## Task directions
Every record listed below should be copied exactly.

Collected data:
/// Aggregate counters for one run. Drives the process exit code.
#[derive(Debug, Default, Clone)]
pub struct RunStats {
    pub years_visited: u32,
    pub pages_rendered: u32,
    pub links_discovered: u32,
    pub links_duplicate: u32,
    pub items_ok: u32,
    pub items_failed: u32,
    pub items_skipped: u32,
    pub errors: u32,
}

impl RunStats {
    /// Zero when the run produced output or had nothing to do; nonzero when
    /// it only accumulated errors.
    pub fn exit_code(&self) -> i32 {
        let produced = self.links_discovered + self.items_ok + self.items_skipped;
        if self.errors > 0 && produced == 0 {
            1
        } else {
            0
        }
    }

    pub fn summary(&self) -> String {
        format!(
            "years={} pages={} links={} (dup {}) items ok={} failed={} skipped={} errors={}",
            self.years_visited,
            self.pages_rendered,
            self.links_discovered,
            self.links_duplicate,
            self.items_ok,
            self.items_failed,
            self.items_skipped,
            self.errors
        )
    }
}

/// Render one page through the politeness gate, retrying timeouts and
/// routing blocked responses through the escalate/rotate/give-up cycle.
/// Both stages use this for every browser navigation.
pub(crate) async fn render_paced(
    renderer: &mut (dyn PageRenderer + '_),
    gate: &PolitenessGate,
    url: &str,
) -> Result<RenderedPage, HarvestError> {
    let mut tracker = UrlAttempts::new();

    loop {
        let permit = gate.acquire(url).await;
        let user_agent = permit.user_agent.clone();
        let domain = permit.domain.clone();

        let rendered = renderer.render(url).await;
        drop(permit);

        match rendered {
            Ok(page) => {
                if matches!(page.status, 403 | 429 | 503) || looks_blocked(&page.html) {
                    let attempt = FetchAttempt::new(url, &user_agent, FetchOutcome::Blocked);
                    gate.record(&attempt).await;
                    let Some(domain) = domain else {
                        return Err(HarvestError::Blocked {
                            url: url.to_string(),
                            attempts: tracker.attempts,
                            last_status: None,
                        });
                    };
                    match gate.on_blocked(&domain, &mut tracker, Some(page.status)).await {
                        BlockedDecision::Escalated | BlockedDecision::RotatedProxy(_) => continue,
                        BlockedDecision::GiveUp => {
                            return Err(HarvestError::Blocked {
                                url: url.to_string(),
                                attempts: tracker.attempts,
                                last_status: tracker.last_status,
                            });
                        }
                    }
                }
                let attempt = FetchAttempt::new(url, &user_agent, FetchOutcome::Success);
                gate.record(&attempt).await;
                return Ok(page);
            }
            Err(e) if e.is_retryable() => {
                let attempt = FetchAttempt::new(url, &user_agent, FetchOutcome::Timeout);
                gate.record(&attempt).await;
                let Some(domain) = domain else {
                    return Err(e);
                };
                match gate.on_blocked(&domain, &mut tracker, None).await {
                    BlockedDecision::Escalated | BlockedDecision::RotatedProxy(_) => {
                        debug!("Retrying {} after render timeout", url);
                        continue;
                    }
                    BlockedDecision::GiveUp => return Err(e),
                }
            }
            Err(e) => return Err(e),
        }
    }
}

/// Stage 1: walk the year feed most-recent-first, render each listing page,
/// and append every newly discovered detail link to the sink.
pub async fn discover_links(
    feed: &YearFeed,
    settings: &Settings,
    renderer: &mut (dyn PageRenderer + '_),
    gate: &PolitenessGate,
    sink: &mut LinkSink,
) -> Result<RunStats, HarvestError> {
    let extractor = LinkExtractor::new();
    let mut stats = RunStats::default();
    let debug_dir = settings.output.debug_dir.as_path();

    for year in feed.years(settings.catalog.max_years) {
        stats.years_visited += 1;
        info!("Enumerating year {}", year);

        let mut page_index = 1u32;
        loop {
            let page = listing_page(
                &settings.catalog.base_url,
                year,
                page_index,
                settings.catalog.results_per_page,
            );

            let html = match render_paced(renderer, gate, &page.url).await {
                Ok(rendered) => rendered.html,
                Err(e) if e.is_fatal() => return Err(e),
                Err(e) => {
                    warn!("Listing page {} failed: {}", page.url, e);
                    stats.errors += 1;
                    break;
                }
            };
            stats.pages_rendered += 1;

            // Best-effort snapshot; a write failure never stops the walk.
            if let Err(e) =
                write_snapshot(debug_dir, &format!("{}-page-{}", year, page_index), &html)
            {
                debug!("Snapshot write failed: {}", e);
            }

            let urls = match extractor.extract(&html, &page.url) {
                Ok(urls) => urls,
                Err(HarvestError::NoResults) => {
                    if page_index == 1 {
                        warn!("Year {} listing has no results container", year);
                    } else {
                        debug!("Year {} pagination ended at page {}", year, page_index);
                    }
                    break;
                }
                Err(e) => return Err(e),
            };

            let mut new_on_page = 0u32;
            for url in urls {
                let record = LinkRecord {
                    url,
                    source_year: year,
                    discovered_at_page: page_index,
                };
                if sink.append(&record)? {
                    stats.links_discovered += 1;
                    new_on_page += 1;
                } else {
                    stats.links_duplicate += 1;
                }
            }

            // A page of nothing but already-known links means the rest of
            // the year was covered by an earlier run.
            if new_on_page == 0 {
                debug!("Year {} page {} yielded no new links", year, page_index);
                break;
            }

            page_index += 1;
        }
    }

    info!("Discovery done: {}", stats.summary());
    Ok(stats)
}

/// Stage 2: process each URL to exactly one extraction row. URLs already
/// present in the output are skipped, so reruns only touch new work.
pub async fn extract_documents(
    urls: &[String],
    extractor: &ContentExtractor,
    sink: &mut ExtractionSink,
    mut renderer: Option<&mut (dyn PageRenderer + '_)>,
) -> Result<RunStats, HarvestError> {
    let mut stats = RunStats::default();

    for url in urls {
        if sink.already_processed(url) {
            debug!("Skipping already processed {}", url);
            stats.items_skipped += 1;
            continue;
        }

        let record = extractor.process(url, renderer.as_deref_mut()).await;
        let is_ok = matches!(record.status, crate::extract::ExtractionStatus::Ok);
        sink.append(&record)?;
        if is_ok {
            stats.items_ok += 1;
        } else {
            stats.items_failed += 1;
            stats.errors += 1;
        }
    }

    info!("Extraction done: {}", stats.summary());
    Ok(stats)
}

## Output of the exercise
/// Aggregate counters for one run. Drives the process exit code.
#[derive(Debug, Default, Clone)]
pub struct RunStats {
    pub years_visited: u32,
    pub pages_rendered: u32,
    pub links_discovered: u32,
    pub links_duplicate: u32,
    pub items_ok: u32,
    pub items_failed: u32,
    pub items_skipped: u32,
    pub errors: u32,
}

impl RunStats {
    /// Zero when the run produced output or had nothing to do; nonzero when
    /// it only accumulated errors.
    pub fn exit_code(&self) -> i32 {
        let produced = self.links_discovered + self.items_ok + self.items_skipped;
        if self.errors > 0 && produced == 0 {
            1
        } else {
            0
        }
    }

    pub fn summary(&self) -> String {
        format!(
            "years={} pages={} links={} (dup {}) items ok={} failed={} skipped={} errors={}",
            self.years_visited,
            self.pages_rendered,
            self.links_discovered,
            self.links_duplicate,
            self.items_ok,
            self.items_failed,
            self.items_skipped,
            self.errors
        )
    }
}

/// Render one page through the politeness gate, retrying timeouts and
/// routing blocked responses through the escalate/rotate/give-up cycle.
/// Both stages use this for every browser navigation.
pub(crate) async fn render_paced(
    renderer: &mut (dyn PageRenderer + '_),
    gate: &PolitenessGate,
    url: &str,
) -> Result<RenderedPage, HarvestError> {
    let mut tracker = UrlAttempts::new();

    loop {
        let permit = gate.acquire(url).await;
        let user_agent = permit.user_agent.clone();
        let domain = permit.domain.clone();

        let rendered = renderer.render(url).await;
        drop(permit);

        match rendered {
            Ok(page) => {
                if matches!(page.status, 403 | 429 | 503) || looks_blocked(&page.html) {
                    let attempt = FetchAttempt::new(url, &user_agent, FetchOutcome::Blocked);
                    gate.record(&attempt).await;
                    let Some(domain) = domain else {
                        return Err(HarvestError::Blocked {
                            url: url.to_string(),
                            attempts: tracker.attempts,
                            last_status: None,
                        });
                    };
                    match gate.on_blocked(&domain, &mut tracker, Some(page.status)).await {
                        BlockedDecision::Escalated | BlockedDecision::RotatedProxy(_) => continue,
                        BlockedDecision::GiveUp => {
                            return Err(HarvestError::Blocked {
                                url: url.to_string(),
                                attempts: tracker.attempts,
                                last_status: tracker.last_status,
                            });
                        }
                    }
                }
                let attempt = FetchAttempt::new(url, &user_agent, FetchOutcome::Success);
                gate.record(&attempt).await;
                return Ok(page);
            }
            Err(e) if e.is_retryable() => {
                let attempt = FetchAttempt::new(url, &user_agent, FetchOutcome::Timeout);
                gate.record(&attempt).await;
                let Some(domain) = domain else {
                    return Err(e);
                };
                match gate.on_blocked(&domain, &mut tracker, None).await {
                    BlockedDecision::Escalated | BlockedDecision::RotatedProxy(_) => {
                        debug!("Retrying {} after render timeout", url);
                        continue;
                    }
                    BlockedDecision::GiveUp => return Err(e),
                }
            }
            Err(e) => return Err(e),
        }
    }
}

/// Stage 1: walk the year feed most-recent-first, render each listing page,
/// and append every newly discovered detail link to the sink.
pub async fn discover_links(
    feed: &YearFeed,
    settings: &Settings,
    renderer: &mut (dyn PageRenderer + '_),
    gate: &PolitenessGate,
    sink: &mut LinkSink,
) -> Result<RunStats, HarvestError> {
    let extractor = LinkExtractor::new();
    let mut stats = RunStats::default();
    let debug_dir = settings.output.debug_dir.as_path();

    for year in feed.years(settings.catalog.max_years) {
        stats.years_visited += 1;
        info!("Enumerating year {}", year);

        let mut page_index = 1u32;
        loop {
            let page = listing_page(
                &settings.catalog.base_url,
                year,
                page_index,
                settings.catalog.results_per_page,
            );

            let html = match render_paced(renderer, gate, &page.url).await {
                Ok(rendered) => rendered.html,
                Err(e) if e.is_fatal() => return Err(e),
                Err(e) => {
                    warn!("Listing page {} failed: {}", page.url, e);
                    stats.errors += 1;
                    break;
                }
            };
            stats.pages_rendered += 1;

            // Best-effort snapshot; a write failure never stops the walk.
            if let Err(e) =
                write_snapshot(debug_dir, &format!("{}-page-{}", year, page_index), &html)
            {
                debug!("Snapshot write failed: {}", e);
            }

            let urls = match extractor.extract(&html, &page.url) {
                Ok(urls) => urls,
                Err(HarvestError::NoResults) => {
                    if page_index == 1 {
                        warn!("Year {} listing has no results container", year);
                    } else {
                        debug!("Year {} pagination ended at page {}", year, page_index);
                    }
                    break;
                }
                Err(e) => return Err(e),
            };

            let mut new_on_page = 0u32;
            for url in urls {
                let record = LinkRecord {
                    url,
                    source_year: year,
                    discovered_at_page: page_index,
                };
                if sink.append(&record)? {
                    stats.links_discovered += 1;
                    new_on_page += 1;
                } else {
                    stats.links_duplicate += 1;
                }
            }

            // A page of nothing but already-known links means the rest of
            // the year was covered by an earlier run.
            if new_on_page == 0 {
                debug!("Year {} page {} yielded no new links", year, page_index);
                break;
            }

            page_index += 1;
        }
    }

    info!("Discovery done: {}", stats.summary());
    Ok(stats)
}

/// Stage 2: process each URL to exactly one extraction row. URLs already
/// present in the output are skipped, so reruns only touch new work.
pub async fn extract_documents(
    urls: &[String],
    extractor: &ContentExtractor,
    sink: &mut ExtractionSink,
    mut renderer: Option<&mut (dyn PageRenderer + '_)>,
) -> Result<RunStats, HarvestError> {
    let mut stats = RunStats::default();

    for url in urls {
        if sink.already_processed(url) {
            debug!("Skipping already processed {}", url);
            stats.items_skipped += 1;
            continue;
        }

        let record = extractor.process(url, renderer.as_deref_mut()).await;
        let is_ok = matches!(record.status, crate::extract::ExtractionStatus::Ok);
        sink.append(&record)?;
        if is_ok {
            stats.items_ok += 1;
        } else {
            stats.items_failed += 1;
            stats.errors += 1;
        }
    }

    info!("Extraction done: {}", stats.summary());
    Ok(stats)
}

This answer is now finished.